Notes from Skurnik:
"The Carl Loewen estate dates back to 1803 when an agent in Paris purchased a set of vineyards and buildings owned by the Maximin order. This sale was part of an auction used to generate money for the Napoleonic government after secularization. The purchase included the Maximiner Klosterlay, Maximin Grünhaus in the Ruwer, and Maximiner Herrenberg in Longuich. Interestingly, the purchase also included an administration building for the Maximin order that was sold to the Piedmont family in Filzen. Today, this is the family home and shares architectural details with the house at Grünhaus. The agent then split up the properties and sold them piece by piece to generate more money. It is for this reason that the Grünhaus today includes such large blocks in the Abtsberg – that property was sold to a single family, the vom Schubert’s. The Maximin Klosterlay was the first site acquired by the Loewen Family in 1805.

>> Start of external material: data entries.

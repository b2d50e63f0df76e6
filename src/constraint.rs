//! Single-rule validators applied to resolved parameter values.
//!
//! A constraint is a pass/fail rule beyond the basic type check: textual
//! length, numeric range, a fixed set of allowed values, or a regex
//! pattern. Constraints are grouped into an ordered [`ConstraintSet`]
//! evaluated conjunctively, stopping at the first failure so error
//! messages stay deterministic.

use crate::error::ParamError;
use crate::scalar;
use regex::Regex;
use serde_yaml::Value;

/// A single validation rule over a scalar or list value.
#[derive(Debug, Clone)]
pub enum Constraint {
    Length { min: Option<usize>, max: Option<usize> },
    Range { min: Option<f64>, max: Option<f64> },
    AllowedValues(Vec<Value>),
    AllowedPattern { pattern: String, regex: Regex },
}

impl Constraint {
    /// Textual-length rule. At least one bound is required.
    pub fn length(min: Option<usize>, max: Option<usize>) -> Result<Self, ParamError> {
        if min.is_none() && max.is_none() {
            return Err(ParamError::EmptyBounds);
        }
        Ok(Constraint::Length { min, max })
    }

    /// Numeric-range rule. At least one bound is required.
    pub fn range(min: Option<f64>, max: Option<f64>) -> Result<Self, ParamError> {
        if min.is_none() && max.is_none() {
            return Err(ParamError::EmptyBounds);
        }
        Ok(Constraint::Range { min, max })
    }

    /// Fixed-set membership rule.
    pub fn allowed_values(values: Vec<Value>) -> Self {
        Constraint::AllowedValues(values)
    }

    /// Regex pattern rule. The pattern is compiled here so a bad pattern
    /// surfaces as a configuration error at load time, not at match time.
    pub fn allowed_pattern(pattern: &str) -> Result<Self, ParamError> {
        let regex = Regex::new(pattern).map_err(|e| ParamError::InvalidPattern {
            pattern: pattern.to_string(),
            reason: e.to_string(),
        })?;
        Ok(Constraint::AllowedPattern {
            pattern: pattern.to_string(),
            regex,
        })
    }

    /// Evaluate the rule against a value. Returns the human-readable
    /// failure reason on violation; never mutates the value.
    pub fn evaluate(&self, value: &Value) -> Result<(), String> {
        match self {
            Constraint::Length { min, max } => {
                let len = textual_form(value).chars().count();
                if let Some(min) = min {
                    if len < *min {
                        return Err(format!("Value is too short (min: {})", min));
                    }
                }
                if let Some(max) = max {
                    if len > *max {
                        return Err(format!("Value is too long (max: {})", max));
                    }
                }
                Ok(())
            }
            Constraint::Range { min, max } => {
                let number = numeric_form(value)
                    .ok_or_else(|| "Value needs to be a number".to_string())?;
                if let Some(min) = min {
                    if number < *min {
                        return Err(format!("Value is too low (min: {})", min));
                    }
                }
                if let Some(max) = max {
                    if number > *max {
                        return Err(format!("Value is too high (max: {})", max));
                    }
                }
                Ok(())
            }
            Constraint::AllowedValues(allowed) => {
                if allowed.contains(value) {
                    Ok(())
                } else {
                    let rendered: Vec<String> = allowed.iter().map(scalar::dump).collect();
                    Err(format!("Value needs to be one of: {}", rendered.join(", ")))
                }
            }
            Constraint::AllowedPattern { pattern, regex } => {
                if regex.is_match(&textual_form(value)) {
                    Ok(())
                } else {
                    Err(format!("Value needs to match this pattern: {}", pattern))
                }
            }
        }
    }
}

/// An ordered set of constraints evaluated conjunctively against one value.
#[derive(Debug, Clone, Default)]
pub struct ConstraintSet {
    constraints: Vec<Constraint>,
}

impl ConstraintSet {
    pub fn new(constraints: Vec<Constraint>) -> Self {
        Self { constraints }
    }

    /// An empty set; every value passes vacuously.
    pub fn empty() -> Self {
        Self::default()
    }

    pub fn is_empty(&self) -> bool {
        self.constraints.is_empty()
    }

    /// Evaluate all constraints in stored order, returning the first
    /// failure reason.
    pub fn evaluate(&self, value: &Value) -> Result<(), String> {
        for constraint in &self.constraints {
            constraint.evaluate(value)?;
        }
        Ok(())
    }
}

/// Textual form used for length and pattern checks: strings as-is,
/// everything else through the scalar dumper.
fn textual_form(value: &Value) -> String {
    match value {
        Value::String(s) => s.clone(),
        other => scalar::dump(other),
    }
}

/// Numeric form used for range checks: numbers directly, numeric strings
/// parsed. Strings parsing to non-finite floats do not count.
fn numeric_form(value: &Value) -> Option<f64> {
    match value {
        Value::Number(n) => n.as_f64(),
        Value::String(s) => s.trim().parse().ok().filter(|n: &f64| n.is_finite()),
        _ => None,
    }
}
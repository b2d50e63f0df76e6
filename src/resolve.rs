//! Per-parameter resolution: precedence computation and validation.
//!
//! The precedence is environment variable > persisted value >
//! (interactive prompt | dist default). Non-interactive runs therefore
//! always succeed deterministically, while interactive runs walk the
//! operator through the missing values.

use crate::console::Console;
use crate::error::ParamError;
use crate::parameter::ParameterDefinition;
use crate::scalar;
use serde_yaml::Value;
use std::collections::HashMap;
use tracing::debug;

/// Read access to environment variables.
pub trait Environment {
    fn get(&self, name: &str) -> Option<String>;
}

/// Process environment.
#[derive(Debug, Default)]
pub struct ProcessEnv;

impl Environment for ProcessEnv {
    fn get(&self, name: &str) -> Option<String> {
        std::env::var(name).ok()
    }
}

/// Fixed in-memory environment for tests and embeddings.
#[derive(Debug, Default)]
pub struct MapEnv {
    vars: HashMap<String, String>,
}

impl MapEnv {
    pub fn new() -> Self {
        Self::default()
    }

    pub fn set(mut self, name: &str, value: &str) -> Self {
        self.vars.insert(name.to_string(), value.to_string());
        self
    }
}

impl Environment for MapEnv {
    fn get(&self, name: &str) -> Option<String> {
        self.vars.get(name).cloned()
    }
}

/// Resolves one parameter at a time for a single run.
///
/// Owns the first-prompt latch: the introductory notice is printed once
/// before the first question of a run, then never again.
pub struct Resolver<'a, E: Environment> {
    env: &'a E,
    greeted: bool,
}

impl<'a, E: Environment> Resolver<'a, E> {
    pub fn new(env: &'a E) -> Self {
        Self { env, greeted: false }
    }

    /// Compute and validate the final value for one parameter.
    ///
    /// `persisted` is the previously stored value, if any; `default` is
    /// the dist value. A `Value::Null` persisted value counts as absent.
    pub fn resolve(
        &mut self,
        console: &mut dyn Console,
        name: &str,
        default: &Value,
        persisted: Option<Value>,
        definition: &ParameterDefinition,
    ) -> Result<Value, ParamError> {
        let mut persisted = persisted.filter(|v| !v.is_null());

        // An environment binding overrides the persisted value
        // unconditionally, interactive or not. An empty variable counts
        // as unset, and so does a value parsing to a null literal.
        if let Some(variable) = &definition.variable {
            if let Some(text) = self.env.get(variable).filter(|t| !t.is_empty()) {
                debug!(parameter = name, variable = variable.as_str(), "environment override");
                persisted = Some(scalar::parse(&text)).filter(|v| !v.is_null());
            }
        }

        let value = if !console.is_interactive() {
            persisted.unwrap_or_else(|| default.clone())
        } else if let Some(value) = persisted {
            value
        } else {
            self.ask(console, name, default)?
        };

        definition
            .validate(&value)
            .map_err(|reason| ParamError::Validation {
                name: name.to_string(),
                reason,
            })?;

        Ok(value)
    }

    fn ask(
        &mut self,
        console: &mut dyn Console,
        name: &str,
        default: &Value,
    ) -> Result<Value, ParamError> {
        if !self.greeted {
            self.greeted = true;
            console.status("Some parameters are missing. Please provide them.");
        }

        let suggested = scalar::dump(default);
        let answer = console.ask(name, &suggested)?;
        Ok(scalar::parse(&answer))
    }
}
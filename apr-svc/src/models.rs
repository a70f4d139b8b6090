//! Report task and setting models
//!
//! Stored rows, the grouped report DTOs built from them, and the partial
//! records accepted by update endpoints. JSON field names are camelCase.

use chrono::{DateTime, Utc};
use serde::{Deserialize, Serialize};
use uuid::Uuid;

/// Identity of a logical report: one per (program, department, college, year)
#[derive(Debug, Clone, PartialEq, Eq, Hash, Serialize, Deserialize)]
#[serde(rename_all = "camelCase")]
pub struct ReportKey {
    pub program_id: i64,
    pub department_id: String,
    pub college_id: String,
    pub academic_year: i32,
}

/// Deduplicated parent of every task row sharing a [`ReportKey`]
#[derive(Debug, Clone, PartialEq, Serialize)]
#[serde(rename_all = "camelCase")]
pub struct ReportMaster {
    pub report_id: Uuid,
    #[serde(flatten)]
    pub key: ReportKey,
}

/// A stored task row
///
/// `id` is `None` until the row has been persisted.
#[derive(Debug, Clone, PartialEq, Serialize, Deserialize)]
#[serde(rename_all = "camelCase")]
pub struct TaskDetail {
    pub id: Option<i64>,
    pub report_id: Uuid,
    #[serde(flatten)]
    pub key: ReportKey,
    pub responsible: Option<String>,
    pub section_id: i64,
    pub active: bool,
    pub created_by: Option<String>,
    pub creation_datetime: Option<DateTime<Utc>>,
    pub updated_by: Option<String>,
    pub update_datetime: Option<DateTime<Utc>>,
}

/// One task inside a [`ReportTaskGroup`], also the task shape of a save request
#[derive(Debug, Clone, PartialEq, Serialize, Deserialize)]
#[serde(rename_all = "camelCase")]
pub struct TaskEntry {
    #[serde(default)]
    pub id: Option<i64>,
    #[serde(default)]
    pub responsible: Option<String>,
    pub section_id: i64,
    #[serde(default = "default_active")]
    pub active: bool,
    #[serde(default)]
    pub created_by: Option<String>,
    #[serde(default)]
    pub creation_datetime: Option<DateTime<Utc>>,
    #[serde(default)]
    pub updated_by: Option<String>,
    #[serde(default)]
    pub update_datetime: Option<DateTime<Utc>>,
}

impl From<&TaskDetail> for TaskEntry {
    fn from(detail: &TaskDetail) -> Self {
        Self {
            id: detail.id,
            responsible: detail.responsible.clone(),
            section_id: detail.section_id,
            active: detail.active,
            created_by: detail.created_by.clone(),
            creation_datetime: detail.creation_datetime,
            updated_by: detail.updated_by.clone(),
            update_datetime: detail.update_datetime,
        }
    }
}

/// Tasks of one report, grouped under their shared key
#[derive(Debug, Clone, PartialEq, Serialize, Deserialize)]
#[serde(rename_all = "camelCase")]
pub struct ReportTaskGroup {
    #[serde(flatten)]
    pub key: ReportKey,
    pub report_id: Uuid,
    pub tasks: Vec<TaskEntry>,
}

/// Body of a task save: one report key plus the tasks to create or update
#[derive(Debug, Clone, Deserialize)]
#[serde(rename_all = "camelCase")]
pub struct SaveTasksRequest {
    #[serde(flatten)]
    pub key: ReportKey,
    #[serde(default)]
    pub tasks: Vec<TaskEntry>,
}

/// Partial task record for update-by-id
///
/// Only the fields listed here are overlay-eligible; identity and audit
/// fields are never taken from the caller.
#[derive(Debug, Clone, Default, Deserialize)]
#[serde(rename_all = "camelCase")]
pub struct TaskDetailPatch {
    pub program_id: Option<i64>,
    pub department_id: Option<String>,
    pub college_id: Option<String>,
    pub academic_year: Option<i32>,
    pub responsible: Option<String>,
    pub section_id: Option<i64>,
    pub active: Option<bool>,
}

impl TaskDetailPatch {
    /// Overlay the present fields onto `task`
    ///
    /// Returns true when the report key changed.
    pub fn apply(&self, task: &mut TaskDetail) -> bool {
        let original_key = task.key.clone();

        if let Some(program_id) = self.program_id {
            task.key.program_id = program_id;
        }
        if let Some(department_id) = &self.department_id {
            task.key.department_id = department_id.clone();
        }
        if let Some(college_id) = &self.college_id {
            task.key.college_id = college_id.clone();
        }
        if let Some(academic_year) = self.academic_year {
            task.key.academic_year = academic_year;
        }
        if let Some(responsible) = &self.responsible {
            task.responsible = Some(responsible.clone());
        }
        if let Some(section_id) = self.section_id {
            task.section_id = section_id;
        }
        if let Some(active) = self.active {
            task.active = active;
        }

        task.key != original_key
    }
}

/// A report section setting
#[derive(Debug, Clone, PartialEq, Serialize, Deserialize)]
#[serde(rename_all = "camelCase")]
pub struct Setting {
    #[serde(default)]
    pub id: Option<i64>,
    pub section_name: String,
    #[serde(default)]
    pub description: Option<String>,
    #[serde(default)]
    pub display_order: Option<i32>,
    #[serde(default = "default_active")]
    pub active: bool,
    #[serde(default)]
    pub created_by: Option<String>,
    #[serde(default)]
    pub creation_datetime: Option<DateTime<Utc>>,
    #[serde(default)]
    pub updated_by: Option<String>,
    #[serde(default)]
    pub update_datetime: Option<DateTime<Utc>>,
}

/// Partial setting record for update-by-id
#[derive(Debug, Clone, Default, Deserialize)]
#[serde(rename_all = "camelCase")]
pub struct SettingPatch {
    pub section_name: Option<String>,
    pub description: Option<String>,
    pub display_order: Option<i32>,
    pub active: Option<bool>,
}

impl SettingPatch {
    pub fn apply(&self, setting: &mut Setting) {
        if let Some(section_name) = &self.section_name {
            setting.section_name = section_name.clone();
        }
        if let Some(description) = &self.description {
            setting.description = Some(description.clone());
        }
        if let Some(display_order) = self.display_order {
            setting.display_order = Some(display_order);
        }
        if let Some(active) = self.active {
            setting.active = active;
        }
    }
}

fn default_active() -> bool {
    true
}
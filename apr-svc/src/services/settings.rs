//! Report setting service

use std::collections::HashSet;

use sqlx::SqlitePool;
use tracing::{debug, info};

use super::audit::{stamp_for_save, Actor, AuditStamp, Auditable};
use super::{require_stamp, store_failure};
use crate::db;
use crate::error::{Resource, ServiceError, ServiceResult};
use crate::models::{Setting, SettingPatch};

const SETTING: Resource = Resource::Setting;

#[derive(Clone)]
pub struct SettingService {
    db: SqlitePool,
}

impl SettingService {
    pub fn new(db: SqlitePool) -> Self {
        Self { db }
    }

    pub async fn list(&self) -> ServiceResult<Vec<Setting>> {
        db::settings::find_all(&self.db)
            .await
            .map_err(|e| {
                store_failure("List report settings", e, ServiceError::ListFailed(SETTING))
            })
    }

    pub async fn get(&self, id: i64) -> ServiceResult<Setting> {
        db::settings::find_by_id(&self.db, id)
            .await
            .map_err(|e| {
                store_failure("Fetch report setting", e, ServiceError::GetFailed(SETTING))
            })?
            .ok_or(ServiceError::NotFound(SETTING))
    }

    /// Save a list of settings in one transaction
    pub async fn save(&self, settings: Vec<Setting>, actor: &Actor) -> ServiceResult<Vec<Setting>> {
        for setting in &settings {
            validate(setting)?;
        }
        let stamp = require_stamp(actor, SETTING)?;

        let saved = self
            .save_in_transaction(settings, &stamp)
            .await
            .map_err(|e| {
                store_failure("Save report settings", e, ServiceError::CreationFailed(SETTING))
            })?;

        info!("Saved {} settings by {}", saved.len(), stamp.actor);
        Ok(saved)
    }

    async fn save_in_transaction(
        &self,
        mut settings: Vec<Setting>,
        stamp: &AuditStamp,
    ) -> apr_common::Result<Vec<Setting>> {
        let mut tx = db::begin_immediate(&self.db).await?;

        let requested: Vec<i64> = settings.iter().filter_map(|s| s.id).collect();
        let known: HashSet<i64> = db::settings::find_by_ids(&mut *tx, &requested)
            .await?
            .into_iter()
            .filter_map(|s| s.id)
            .collect();

        for setting in &mut settings {
            // An id with no stored row is saved as a new setting
            if setting.id.is_some_and(|id| !known.contains(&id)) {
                debug!("Setting id {:?} not stored; saving as new", setting.id);
                setting.id = None;
                setting.created_by = None;
                setting.creation_datetime = None;
            }
            let is_new = setting.id.is_none();
            if is_new {
                setting.updated_by = None;
                setting.update_datetime = None;
            }
            stamp_for_save(setting, is_new, stamp);
        }

        let saved = db::settings::save_all(&mut *tx, &settings).await?;
        tx.commit().await?;

        Ok(saved)
    }

    /// Merge `patch` onto the stored setting and save it
    ///
    /// Read and write share one transaction.
    pub async fn update(
        &self,
        id: i64,
        patch: SettingPatch,
        actor: &Actor,
    ) -> ServiceResult<Setting> {
        let stamp = require_stamp(actor, SETTING)?;
        let fail = |e: apr_common::Error| {
            store_failure("Update report setting", e, ServiceError::UpdateFailed(SETTING))
        };

        let mut tx = db::begin_immediate(&self.db).await.map_err(fail)?;

        let mut setting = db::settings::find_by_ids(&mut *tx, &[id])
            .await
            .map_err(fail)?
            .pop()
            .ok_or(ServiceError::NotFound(SETTING))?;

        patch.apply(&mut setting);
        validate(&setting)?;
        setting.stamp_updated(&stamp);

        let updated = db::settings::save_all(&mut *tx, std::slice::from_ref(&setting))
            .await
            .map_err(fail)?
            .pop()
            .ok_or(ServiceError::NotFound(SETTING))?;
        tx.commit().await.map_err(|e| fail(e.into()))?;

        info!("Updated setting {} by {}", id, stamp.actor);
        Ok(updated)
    }

    /// Delete every listed setting; unknown ids are skipped
    ///
    /// Fails with `DeletionFailed` while any task still references one of
    /// the settings.
    pub async fn delete(&self, ids: &[i64], actor: Option<&Actor>) -> ServiceResult<()> {
        let deleted = db::settings::delete_by_ids(&self.db, ids)
            .await
            .map_err(|e| {
                store_failure("Delete report settings", e, ServiceError::DeletionFailed(SETTING))
            })?;

        info!(
            "Deleted {} of {} requested settings (by {})",
            deleted,
            ids.len(),
            actor.map(Actor::name).unwrap_or("anonymous")
        );
        Ok(())
    }
}

fn validate(setting: &Setting) -> ServiceResult<()> {
    if setting.section_name.trim().is_empty() {
        return Err(ServiceError::InvalidInput("sectionName must not be blank".to_string()));
    }
    Ok(())
}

Weingut Carl Loewen has grown over the past three generations from 1ha to 15 today. The estate is currently run by Christopher Loewen and his father Karl-Josef. In the late 1980s and 1990s, Karl-Josef was always looking for old vineyards and grew the estate by purchasing steep old vineyards (low yielding) that no one wanted to work anymore. Now the estate is spread over 4 villages – Leiwen, Longuich, Detzem, and Thörnich. More than 50% of the holdings are ungrafted, very old vines, from 60-120 years old, and on steep slopes. In 1998, Karl-Josef bought his first parcels in the Thörnicher Ritsch vineyard, the second steepest vineyard in Germany, second only to Bremer Calmot in the lower Mosel. Karl-Josef had visited a wine fair in Thörnich and felt that the quality of the site, which is grey weathered slate and quartzite, was very high, but there was a sharpness, a green flavor, similar to Saar wines that he found. One of the first things that he did in this site was to cease the use of chemical fertilization. This is an important step and one that is taken immediately when vineyards are purchased by Loewen. Christopher notes that it takes many years for a vineyard to recover from these treatments and to come into balance; the first vintage that the winery made a dry wine from this site was 2008, a full ten years later. Part of the green flavor in vineyards with higher levels of fertilization is attributed to nutrition. Higher levels of nutrition make berries bigger, which in turn leaves less airspace between grapes, which means more moisture and an earlier onset of botrytis. Earlier botrytis means that the affected bunches must be harvested earlier, resulting in green, hard flavors.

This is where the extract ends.